:: The input ::
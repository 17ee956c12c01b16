//! Edge cost functions for the bipartite reaction graph.
//!
//! `rexp` grows as `exp(38.94 ΔG)` for uphill steps and overflows `f64`
//! above roughly 18 eV, so it is carried as a [`WideWeight`], a positive
//! real stored by its natural logarithm.

use std::cmp::Ordering;
use std::fmt;
use std::ops::Add;

/// Ratio applied inside the softplus cost.
pub const SOFTPLUS_SCALE: f64 = 273.0 / 500.0;
/// Scale applied to uphill free energies by the `rexp` cost.
pub const REXP_UPHILL_SCALE: f64 = 38.94;

/// Non-negative real number stored as `ln(value)`.
///
/// Zero is represented by `ln = -inf`, which is also the [`Default`], so
/// sums start from zero. Addition is log-sum-exp and never overflows.
#[derive(Clone, Copy, PartialEq)]
pub struct WideWeight {
    ln: f64,
}

impl WideWeight {
    pub const ZERO: WideWeight = WideWeight {
        ln: f64::NEG_INFINITY,
    };

    pub fn from_ln(ln: f64) -> Self {
        Self { ln }
    }

    /// Wraps an ordinary non-negative value.
    pub fn from_value(value: f64) -> Self {
        Self { ln: value.ln() }
    }

    pub fn ln(self) -> f64 {
        self.ln
    }

    /// The value as `f64`, saturating to infinity when it does not fit.
    pub fn to_f64(self) -> f64 {
        self.ln.exp()
    }

    pub fn is_zero(self) -> bool {
        self.ln == f64::NEG_INFINITY
    }
}

impl Default for WideWeight {
    fn default() -> Self {
        Self::ZERO
    }
}

impl PartialOrd for WideWeight {
    fn partial_cmp(&self, other: &Self) -> Option<Ordering> {
        self.ln.partial_cmp(&other.ln)
    }
}

impl Add for WideWeight {
    type Output = WideWeight;

    fn add(self, rhs: WideWeight) -> WideWeight {
        if self.is_zero() {
            return rhs;
        }
        if rhs.is_zero() {
            return self;
        }
        let (hi, lo) = if self.ln >= rhs.ln {
            (self.ln, rhs.ln)
        } else {
            (rhs.ln, self.ln)
        };
        WideWeight::from_ln(hi + (lo - hi).exp().ln_1p())
    }
}

impl fmt::Debug for WideWeight {
    fn fmt(&self, f: &mut fmt::Formatter<'_>) -> fmt::Result {
        write!(f, "WideWeight(exp({}))", self.ln)
    }
}

impl fmt::Display for WideWeight {
    fn fmt(&self, f: &mut fmt::Formatter<'_>) -> fmt::Result {
        let value = self.to_f64();
        if value.is_finite() {
            write!(f, "{value}")
        } else {
            write!(f, "exp({})", self.ln)
        }
    }
}

/// `ln(1 + (273/500) e^ΔG)`, evaluated without overflow.
pub fn softplus(free_energy: f64) -> f64 {
    let x = free_energy + SOFTPLUS_SCALE.ln();
    if x > 0.0 {
        x + (-x).exp().ln_1p()
    } else {
        x.exp().ln_1p()
    }
}

pub fn exponent(free_energy: f64) -> f64 {
    free_energy.exp()
}

/// `e^ΔG` downhill, `e^(38.94 ΔG)` uphill.
pub fn rexp(free_energy: f64) -> WideWeight {
    if free_energy <= 0.0 {
        WideWeight::from_ln(free_energy)
    } else {
        WideWeight::from_ln(REXP_UPHILL_SCALE * free_energy)
    }
}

:: What is expected ::
Each line of the data that has the string "write" should be returned.

:: Answer for the task ::
        write!(f, "WideWeight(exp({}))", self.ln)
            write!(f, "{value}")
            write!(f, "exp({})", self.ln)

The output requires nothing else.